80 anni dopo il fallito raid nazista

Il 2 ottobre 1943, 80 anni fa, mentre la Danimarca si trovava sotto occupazione tedesca, i nazisti organizzarono un raid per catturare e deportare tutti gli ebrei presenti nel Paese. Si trattò dell’incursione nazista più fallimentare nella storia della Shoah. Racconto la vicenda danese nel libro intitolato Il nazista che salvò gli ebrei. Storie di coraggio e solidarietà in Danimarca, pubblicato dalla casa editrice Le Lettere con prefazione di Moni Ovadia e postfazione di Gabriele Nissim.
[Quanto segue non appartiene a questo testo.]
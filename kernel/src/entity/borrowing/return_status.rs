use time::{Date, OffsetDateTime};

/// Lifecycle state of a borrowing. `Returned` is terminal.
#[derive(Debug, Clone, Eq, PartialEq)]
pub enum ReturnStatus {
    Active,
    Returned { date: Date },
}

impl ReturnStatus {
    pub fn returned_today() -> Self {
        ReturnStatus::Returned {
            date: OffsetDateTime::now_utc().date(),
        }
    }

    pub fn is_active(&self) -> bool {
        matches!(self, ReturnStatus::Active)
    }

    pub fn returned_on(&self) -> Option<&Date> {
        match self {
            ReturnStatus::Active => None,
            ReturnStatus::Returned { date } => Some(date),
        }
    }
}

impl From<Option<Date>> for ReturnStatus {
    fn from(date: Option<Date>) -> Self {
        match date {
            None => ReturnStatus::Active,
            Some(date) => ReturnStatus::Returned { date },
        }
    }
}

impl From<ReturnStatus> for Option<Date> {
    fn from(status: ReturnStatus) -> Self {
        match status {
            ReturnStatus::Active => None,
            ReturnStatus::Returned { date } => Some(date),
        }
    }
}
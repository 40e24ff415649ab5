mod book;
mod borrowing;
mod user;

pub use self::{book::*, borrowing::*, user::*};
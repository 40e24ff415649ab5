use error_stack::Report;

use kernel::KernelError;

/// Folds driver-level failures into the kernel error taxonomy. A starved
/// pool surfaces as [`KernelError::Timeout`]; everything else is internal.
pub trait ConvertError {
    type Ok;
    fn convert_error(self) -> error_stack::Result<Self::Ok, KernelError>;
}

impl<T> ConvertError for Result<T, sqlx::Error> {
    type Ok = T;
    fn convert_error(self) -> error_stack::Result<T, KernelError> {
        self.map_err(|error| match error {
            sqlx::Error::PoolTimedOut => Report::from(error).change_context(KernelError::Timeout),
            _ => Report::from(error).change_context(KernelError::Internal),
        })
    }
}

impl<T> ConvertError for Result<T, sqlx::migrate::MigrateError> {
    type Ok = T;
    fn convert_error(self) -> error_stack::Result<T, KernelError> {
        self.map_err(|error| Report::from(error).change_context(KernelError::Internal))
    }
}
Rispetto agli altri salvataggi avvenuti nel corso della Shoah, quello danese rappresenta un unicum perché l’intera popolazione, dal re fino alle persone di classi sociali più umili, vi contribuì. Nonostante l’occupazione, i danesi si opposero sempre alla nazificazione della società. Sebbene le pressioni tedesche, il Governo si rifiutò sempre di considerare la “questione ebraica” e di introdurre la legislazione antisemita. Quando nei primi di settembre del 1941 Vilhelm Buhl, primo ministro ad interim, si recò dal re Cristiano X di Danimarca, e paventò la possibilità che i nazisti avrebbero potuto chiedere la consegna degli ebrei danesi, il re rispose che l’atteggiamento corretto sarebbe stato quello di indossare tutti la stella di Davide. Da lì nascerà la leggenda, che alcuni ancora oggi considerano vera, che re Cristiano X indossasse la stella gialla durante le sue passeggiate a cavallo nelle strade di una Copenaghen occupata dai tedeschi. La comunità ebraica era ben accetta all’interno della società danese. La Danimarca era infatti una delle più antiche democrazie d’Europa e, nel corso dei secoli, la discriminazione e il razzismo istituzionalizzati, non solo nei confronti degli ebrei ma verso qualsiasi altro individuo, erano sempre stati respinti dal Parlamento. La società si era evoluta all’insegna dell’empatia e della tolleranza. Gli ebrei, a differenza di quanto accadeva in Italia, non erano mai stati costretti a vivere all’interno di un ghetto, perché considerato un modo inumano di vivere. Nel 1933 mentre i nazisti prendevano il potere in Germania, gli ebrei di Copenaghen celebravano il centesimo anniversario della loro sinagoga alla presenza di re Cristiano X.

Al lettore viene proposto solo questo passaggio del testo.